Saya amati bahwa, dari tulisan Hamka, permasalahan budaya dan adat di Indonesia memang jadi tema yang lumayan bisa banyak dikulik. Sengketa bak Romeo & Juliet-nya Shakespeare. Lalu, eksplorasi alamnya. Alam Indonesia yang kaya. Suku dan budaya yang ragamnya seperti konfeti, berwarna-warni yang keindahannya diperkuat dengan keragamannya. Bukan untuk dilihat satu-satu.
Kemudian saya baca Akar, jilid dua dari serial Supernova Dee Lestari. Meneruskan kembali jeda lama dari kali pertama saya baca Ksatria, Sang Putri, dan Bintang Jatuh. Berkenalan dengan penulis Indonesia yang bisa juga mengangkat isu yang lebih mendalam dibanding masalah sosial yang kasat mata. Isu pikiran. Isu manusia. Manusia sebagai manusia, bukan hanya sebagai bagian dari komunitas yang lebih besar. Saya sadar Dee termasuk penulis modern. Maju dari jamannya.
Namun, Hamka tidak lebih buruk dari Dee dan Dee tidak lebih buruk dari Hamka. Membaca keduanya, membandingkan keduanya, saya jadi ngeh bahwa Indonesia bisa begini: memiliki dua jenis tulisan di mana yang satu kuat dalam mengangkat isu kekayaan budayanya, sementara yang lain sanggup bersaing dalam dunia intelektual. Ini Indonesia. Tidak ada yang lebih baik atau buruk; keduanya sama masih dapat berkembang.
Saya ingin begitu. Ingin ambil bagian dalam perkembangan sastra Indonesia. Ingin bisa mencoba menjajaki dunia dari mata Hamka dan dari mata Dee. Ingin bisa mengisahkan Indonesia dengan mulut Hamka dan dengan mulut Dee. Ingin menulis. Membawa Indonesia ke potensi terbaiknya.

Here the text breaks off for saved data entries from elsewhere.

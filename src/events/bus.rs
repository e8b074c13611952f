//! # Bus for broadcasting runtime events.
//!
//! [`Bus`] is a thin wrapper around [`tokio::sync::broadcast`] used by the
//! queue, the executor and the broker to report what they are doing.
//!
//! ## Architecture
//! ```text
//! Publishers (many):                  Listener (one per runtime):
//!   WorkQueue     ──┐
//!   RetryExecutor ──┼────► Bus ─────► observer listener ────► ObserverSet
//!   Broker        ──┘  (broadcast)     (in Backchannel)
//! ```
//!
//! ## Rules
//! - **Non-blocking publish**: `publish()` never waits.
//! - **Bounded capacity**: one ring buffer shared by all receivers.
//! - **Lag handling**: slow receivers get `RecvError::Lagged(n)` and skip `n` items.
//! - **No persistence**: events sent with no receiver are lost.

use tokio::sync::broadcast;

use super::event::RuntimeEvent;

/// Broadcast channel for runtime events.
///
/// Cheap to clone; every clone publishes into the same channel.
#[derive(Clone, Debug)]
pub struct Bus {
    tx: broadcast::Sender<RuntimeEvent>,
}

impl Bus {
    /// Creates a bus with the given capacity (minimum 1).
    pub fn new(capacity: usize) -> Self {
        let (tx, _rx) = broadcast::channel::<RuntimeEvent>(capacity.max(1));
        Self { tx }
    }

    /// Publishes an event to all current receivers; dropped if there are none.
    pub fn publish(&self, ev: RuntimeEvent) {
        let _ = self.tx.send(ev);
    }

    /// Creates an independent receiver that observes events sent after this call.
    pub fn subscribe(&self) -> broadcast::Receiver<RuntimeEvent> {
        self.tx.subscribe()
    }

    /// Number of live receivers.
    pub fn receiver_count(&self) -> usize {
        self.tx.receiver_count()
    }
}

impl Default for Bus {
    fn default() -> Self {
        Self::new(1024)
    }
}
//! # Processor abstraction.
//!
//! A [`Processor`] handles one payload per call. The executor owns retrying,
//! backoff and dead-lettering; the processor only classifies its failure:
//! [`ProcessError::Retryable`] to try again later, [`ProcessError::Permanent`]
//! to give up immediately.
//!
//! The shared handle type is [`ProcessorRef`].

use std::sync::Arc;

use async_trait::async_trait;

use crate::error::ProcessError;
use crate::payload::Payload;

/// # Handles one payload.
///
/// # Example
/// ```
/// use async_trait::async_trait;
/// use backchannel::{Payload, ProcessError, Processor};
///
/// struct Audit;
///
/// #[async_trait]
/// impl Processor for Audit {
///     fn name(&self) -> &str { "audit" }
///
///     async fn process(&self, payload: &Payload) -> Result<(), ProcessError> {
///         if payload.is_empty() {
///             return Err(ProcessError::permanent("empty payload"));
///         }
///         // write the row...
///         Ok(())
///     }
/// }
/// ```
#[async_trait]
pub trait Processor: Send + Sync + 'static {
    /// Stable name used in logs.
    fn name(&self) -> &str {
        "processor"
    }

    /// Processes one payload. Called again for the same payload on retry.
    async fn process(&self, payload: &Payload) -> Result<(), ProcessError>;
}

/// Shared handle to a processor.
pub type ProcessorRef = Arc<dyn Processor>;
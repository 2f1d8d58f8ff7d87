//! CLI error types

use thiserror::Error;

/// Errors surfaced to the operator with a non-zero exit status.
///
/// Per-table problems never land here; they are reported inside the
/// import/verify summaries and leave the exit status at zero.
#[derive(Debug, Error)]
pub enum CliError {
    #[error("configuration error: {0}")]
    Config(#[from] crate::db::DbError),
    #[error("export failed: {0}")]
    Export(#[from] crate::export::ExportError),
    #[error("import failed: {0}")]
    Import(#[from] crate::import::ImportError),
    #[error("snapshot file error: {0}")]
    Snapshot(#[from] crate::snapshot::SnapshotStoreError),
}
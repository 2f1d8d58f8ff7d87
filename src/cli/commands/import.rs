//! Import and restore command implementations

use std::path::PathBuf;

use crate::cli::commands::resolve_config;
use crate::cli::error::CliError;
use crate::cli::output;
use crate::db;
use crate::import::SnapshotImporter;
use crate::snapshot::store;
use crate::verify::Verifier;

/// Arguments for the `import` and `restore` commands
pub struct ImportArgs {
    /// Snapshot file to restore
    pub snapshot: PathBuf,
    /// Connection string override
    pub database_url: Option<String>,
}

/// Handle the `import` command
///
/// Per-table failures are printed in the report and do not affect the
/// exit status; only configuration and integrity-state errors do.
pub async fn handle_import(args: &ImportArgs) -> Result<(), CliError> {
    let config = resolve_config(args.database_url.as_deref())?;
    let client = db::connect(&config).await?;

    let snapshot = store::load(&args.snapshot)?;
    println!(
        "Importing snapshot of schema '{}' taken at {} from '{}'",
        snapshot.metadata.schema, snapshot.metadata.exported_at, snapshot.metadata.source
    );

    let importer = SnapshotImporter::new();
    let report = importer.import(&client, &snapshot).await?;

    println!("{}", output::format_import_report(&report));
    Ok(())
}

/// Handle the `restore` command: import, then verify against the same
/// snapshot.
pub async fn handle_restore(args: &ImportArgs) -> Result<(), CliError> {
    let config = resolve_config(args.database_url.as_deref())?;
    let client = db::connect(&config).await?;

    let snapshot = store::load(&args.snapshot)?;
    println!(
        "Restoring snapshot of schema '{}' taken at {} from '{}'",
        snapshot.metadata.schema, snapshot.metadata.exported_at, snapshot.metadata.source
    );

    let importer = SnapshotImporter::new();
    let report = importer.import(&client, &snapshot).await?;
    println!("{}", output::format_import_report(&report));

    let verifier = Verifier::new();
    let verify_report = verifier.verify(&client, &snapshot).await;
    println!("{}", output::format_verify_report(&verify_report));
    Ok(())
}
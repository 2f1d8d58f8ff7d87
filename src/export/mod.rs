//! Snapshot export
//!
//! Runs the introspector and sequencer, then bulk-reads every table in
//! dependency order. The store itself produces the portable row encoding
//! (`row_to_json`), so timestamps, numerics and uuids arrive in their
//! canonical text forms and the exporter stays schema-agnostic.

use std::collections::BTreeMap;

use chrono::Utc;
use tokio_postgres::Client;
use tracing::{info, warn};

use crate::catalog::{self, CatalogError};
use crate::db::quote_qualified;
use crate::order::DependencyGraph;
use crate::snapshot::{Row, Snapshot, SnapshotMetadata};

/// Errors during export
///
/// Only introspection failures are fatal; individual table or sequence
/// reads that fail are logged and left out of the snapshot.
#[derive(Debug, thiserror::Error)]
pub enum ExportError {
    #[error("introspection failed: {0}")]
    Catalog(#[from] CatalogError),
}

#[derive(Debug, thiserror::Error)]
enum ReadError {
    #[error("query failed: {0}")]
    Query(String),
    #[error("row was not returned as a JSON object")]
    Shape,
}

/// Exports one schema into a [`Snapshot`].
pub struct SnapshotExporter {
    schema: String,
    source: String,
}

impl SnapshotExporter {
    /// Create an exporter for a schema, labelled with an origin name that
    /// is recorded in the snapshot metadata.
    pub fn new(schema: impl Into<String>, source: impl Into<String>) -> Self {
        Self {
            schema: schema.into(),
            source: source.into(),
        }
    }

    /// Export all tables and sequence values. Every call produces a brand
    /// new snapshot; there are no merge semantics.
    pub async fn export(&self, client: &Client) -> Result<Snapshot, ExportError> {
        let started_at = Utc::now();

        let catalog = catalog::introspect(client, &self.schema).await?;
        let graph = DependencyGraph::from_catalog(&catalog);
        for group in graph.cyclic_groups() {
            warn!(
                tables = ?group,
                "circular foreign keys; no insert order is safe for these tables once \
                 constraint enforcement returns"
            );
        }
        let export_order = graph.export_order();

        info!(
            schema = %self.schema,
            tables = export_order.len(),
            "Starting export"
        );

        let mut data: BTreeMap<String, Vec<Row>> = BTreeMap::new();
        for table in &export_order {
            match self.read_rows(client, table).await {
                Ok(rows) => {
                    info!(table = %table, rows = rows.len(), "Exported table");
                    if !rows.is_empty() {
                        data.insert(table.clone(), rows);
                    }
                }
                Err(e) => {
                    // Partial snapshot over abort: the table is left out of
                    // `data` and the export continues.
                    warn!(table = %table, error = %e, "Failed to read table, skipping");
                }
            }
        }

        let mut sequences: BTreeMap<String, i64> = BTreeMap::new();
        for table in &catalog.tables {
            let Some(sequence) = &table.sequence else {
                continue;
            };
            match self.read_sequence(client, sequence).await {
                Ok(value) => {
                    sequences.insert(table.name.clone(), value);
                }
                Err(e) => {
                    warn!(sequence = %sequence, error = %e, "Failed to read sequence value");
                }
            }
        }

        info!(
            tables = data.len(),
            rows = data.values().map(Vec::len).sum::<usize>(),
            sequences = sequences.len(),
            "Export complete"
        );

        Ok(Snapshot {
            metadata: SnapshotMetadata {
                exported_at: started_at,
                source: self.source.clone(),
                schema: self.schema.clone(),
                table_count: catalog.tables.len(),
                export_order,
            },
            sequences,
            data,
        })
    }

    async fn read_rows(&self, client: &Client, table: &str) -> Result<Vec<Row>, ReadError> {
        let sql = format!(
            "SELECT row_to_json(t) FROM {} t",
            quote_qualified(&self.schema, table)
        );
        let rows = client
            .query(sql.as_str(), &[])
            .await
            .map_err(|e| ReadError::Query(e.to_string()))?;

        rows.into_iter()
            .map(|r| {
                let value: serde_json::Value = r.get(0);
                match value {
                    serde_json::Value::Object(map) => Ok(map),
                    _ => Err(ReadError::Shape),
                }
            })
            .collect()
    }

    async fn read_sequence(
        &self,
        client: &Client,
        sequence: &str,
    ) -> Result<i64, tokio_postgres::Error> {
        let sql = format!(
            "SELECT last_value FROM {}",
            quote_qualified(&self.schema, sequence)
        );
        let row = client.query_one(sql.as_str(), &[]).await?;
        Ok(row.get(0))
    }
}
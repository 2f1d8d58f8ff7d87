//! Snapshot import
//!
//! Restores a snapshot into a target database as a linear state machine:
//! disable constraint enforcement, clear tables in reverse dependency
//! order, bulk-load them in forward order, restore sequences, re-enable
//! enforcement. Only the initial disable can fail the run; everything
//! after it is collected into the [`ImportReport`] rather than raised, so
//! control always reaches the unconditional re-enable.

mod sql;

use std::collections::HashSet;

use tokio_postgres::Client;
use tokio_postgres::types::ToSql;
use tracing::{debug, error, info, warn};

use crate::db::quote_qualified;
use crate::snapshot::Snapshot;

/// Fatal import errors. Per-table failures are reported, not raised.
#[derive(Debug, thiserror::Error)]
pub enum ImportError {
    #[error("failed to disable integrity enforcement: {0}")]
    IntegrityDisableFailed(String),
    #[error(
        "failed to re-enable integrity enforcement: {0}; \
         the session may be left without constraint checks"
    )]
    IntegrityRestoreFailed(String),
}

/// Outcome of loading one table.
#[derive(Debug, Clone, PartialEq, Eq)]
pub enum TableOutcome {
    /// The snapshot recorded no rows for this table.
    NoData,
    /// No snapshot column still exists in the target table.
    NoMatchingColumns,
    Imported {
        rows: u64,
        /// Snapshot columns absent from the target (schema drift).
        dropped_columns: usize,
    },
    Failed(String),
}

/// Per-table accounting for one import run.
#[derive(Debug, Default)]
pub struct ImportReport {
    /// Load outcome per table, in forward export order.
    pub outcomes: Vec<(String, TableOutcome)>,
    /// Tables that could not be cleared, with the cause.
    pub clear_failures: Vec<(String, String)>,
    /// Sequences successfully restored.
    pub sequences_restored: usize,
    /// Sequences that could not be restored, with the cause.
    pub sequence_failures: Vec<(String, String)>,
}

impl ImportReport {
    /// Tables whose load failed outright.
    pub fn error_count(&self) -> usize {
        self.outcomes
            .iter()
            .filter(|(_, o)| matches!(o, TableOutcome::Failed(_)))
            .count()
    }

    /// Drift and cleanup findings: dropped columns, unmatchable tables,
    /// clear and sequence failures.
    pub fn warning_count(&self) -> usize {
        let outcome_warnings = self
            .outcomes
            .iter()
            .filter(|(_, o)| match o {
                TableOutcome::NoMatchingColumns => true,
                TableOutcome::Imported {
                    dropped_columns, ..
                } => *dropped_columns > 0,
                _ => false,
            })
            .count();
        outcome_warnings + self.clear_failures.len() + self.sequence_failures.len()
    }

    /// Total rows inserted across all tables.
    pub fn rows_imported(&self) -> u64 {
        self.outcomes
            .iter()
            .map(|(_, o)| match o {
                TableOutcome::Imported { rows, .. } => *rows,
                _ => 0,
            })
            .sum()
    }

    /// Tables that were actually populated.
    pub fn tables_imported(&self) -> usize {
        self.outcomes
            .iter()
            .filter(|(_, o)| matches!(o, TableOutcome::Imported { .. }))
            .count()
    }
}

/// Restores a [`Snapshot`] into a target database.
#[derive(Debug, Default)]
pub struct SnapshotImporter;

impl SnapshotImporter {
    pub fn new() -> Self {
        Self
    }

    /// Run the full import state machine against the target.
    ///
    /// Constraint enforcement is re-enabled on every exit path of the
    /// clear/load/sequence steps; a failure to re-enable is surfaced as
    /// [`ImportError::IntegrityRestoreFailed`] because it leaves the
    /// session degraded.
    pub async fn import(
        &self,
        client: &Client,
        snapshot: &Snapshot,
    ) -> Result<ImportReport, ImportError> {
        client
            .batch_execute("SET session_replication_role = replica")
            .await
            .map_err(|e| ImportError::IntegrityDisableFailed(e.to_string()))?;
        info!("Integrity enforcement disabled for this session");

        // Nothing in here returns early: per-table failures land in the
        // report so the re-enable below runs unconditionally.
        let report = self.run(client, snapshot).await;

        let restore = client
            .batch_execute("SET session_replication_role = DEFAULT")
            .await;
        match restore {
            Ok(()) => info!("Integrity enforcement re-enabled"),
            Err(e) => {
                error!("failed to re-enable integrity enforcement: {}", e);
                return Err(ImportError::IntegrityRestoreFailed(e.to_string()));
            }
        }

        info!(
            tables = report.tables_imported(),
            rows = report.rows_imported(),
            sequences = report.sequences_restored,
            errors = report.error_count(),
            warnings = report.warning_count(),
            "Import complete"
        );
        Ok(report)
    }

    async fn run(&self, client: &Client, snapshot: &Snapshot) -> ImportReport {
        let mut report = ImportReport::default();
        let schema = &snapshot.metadata.schema;

        // Clear in reverse dependency order; referencing tables empty out
        // before the tables they point at.
        for table in snapshot.metadata.export_order.iter().rev() {
            match client
                .execute(sql::delete_all(schema, table).as_str(), &[])
                .await
            {
                Ok(deleted) => debug!(table = %table, deleted, "Cleared table"),
                Err(e) => {
                    // Tables missing from the target are expected drift.
                    warn!(table = %table, error = %e, "Failed to clear table");
                    report.clear_failures.push((table.clone(), e.to_string()));
                }
            }
        }

        for table in &snapshot.metadata.export_order {
            let outcome = self.load_table(client, snapshot, table).await;
            match &outcome {
                TableOutcome::NoData => debug!(table = %table, "No data in snapshot"),
                TableOutcome::NoMatchingColumns => {
                    warn!(table = %table, "No snapshot column exists in the target table")
                }
                TableOutcome::Imported {
                    rows,
                    dropped_columns,
                } => info!(table = %table, rows, dropped_columns, "Imported table"),
                TableOutcome::Failed(e) => {
                    warn!(table = %table, error = %e, "Failed to import table")
                }
            }
            report.outcomes.push((table.clone(), outcome));
        }

        for (table, value) in &snapshot.sequences {
            // Sequence discovery is by naming convention, matching export.
            let sequence = quote_qualified(schema, &format!("{}_id_seq", table));
            let params: &[&(dyn ToSql + Sync)] = &[&sequence, value];
            match client
                .query_one("SELECT setval($1::regclass, $2, true)", params)
                .await
            {
                Ok(_) => {
                    debug!(table = %table, value, "Restored sequence");
                    report.sequences_restored += 1;
                }
                Err(e) => {
                    warn!(table = %table, error = %e, "Failed to restore sequence");
                    report
                        .sequence_failures
                        .push((table.clone(), e.to_string()));
                }
            }
        }

        report
    }

    async fn load_table(
        &self,
        client: &Client,
        snapshot: &Snapshot,
        table: &str,
    ) -> TableOutcome {
        let Some(rows) = snapshot.data.get(table) else {
            return TableOutcome::NoData;
        };
        if rows.is_empty() {
            return TableOutcome::NoData;
        }

        let snapshot_columns = snapshot.columns_of(table);
        let target_columns =
            match target_columns(client, &snapshot.metadata.schema, table).await {
                Ok(columns) => columns,
                Err(e) => return TableOutcome::Failed(e),
            };

        let columns = sql::intersect_columns(&snapshot_columns, &target_columns);
        if columns.is_empty() {
            return TableOutcome::NoMatchingColumns;
        }
        let dropped_columns = snapshot_columns.len() - columns.len();

        let payload = match serde_json::to_value(rows) {
            Ok(payload) => payload,
            Err(e) => return TableOutcome::Failed(e.to_string()),
        };
        let statement = sql::bulk_insert(&snapshot.metadata.schema, table, &columns);
        match client.execute(statement.as_str(), &[&payload]).await {
            Ok(rows) => TableOutcome::Imported {
                rows,
                dropped_columns,
            },
            Err(e) => TableOutcome::Failed(e.to_string()),
        }
    }
}

async fn target_columns(
    client: &Client,
    schema: &str,
    table: &str,
) -> Result<HashSet<String>, String> {
    client
        .query(
            "SELECT column_name FROM information_schema.columns \
             WHERE table_schema = $1 AND table_name = $2",
            &[&schema, &table],
        )
        .await
        .map(|rows| rows.into_iter().map(|r| r.get(0)).collect())
        .map_err(|e| e.to_string())
}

Menurut saya, Indonesia saat ini masih seperti kata Hamka,
"Di tanah Indonesia ini, umur kesusasteraan belum lagi tinggi. Perhatian orang untuk memperindah bahasa negerinya masih baru. Sebab itu amat sulit jalan yang ditempuh oleh pengarang. Belum banyak orang yang kenal kepada buah penanya." (Hamka, 1961: 155)
Tetapi tidak ada alasan untuk pesimis, karena toh 72 tahun dari kali pertama Tenggelamnya Kapal VanDer Wijck diterbitkan, muncul penulis hebat seperti Dee. Rentang waktu yang tidak sebentar, tetapi toh tetap ada. Dan sebelum Dee, banyak lagi penulis-penulis Indonesia yang mengisi periode tersebut.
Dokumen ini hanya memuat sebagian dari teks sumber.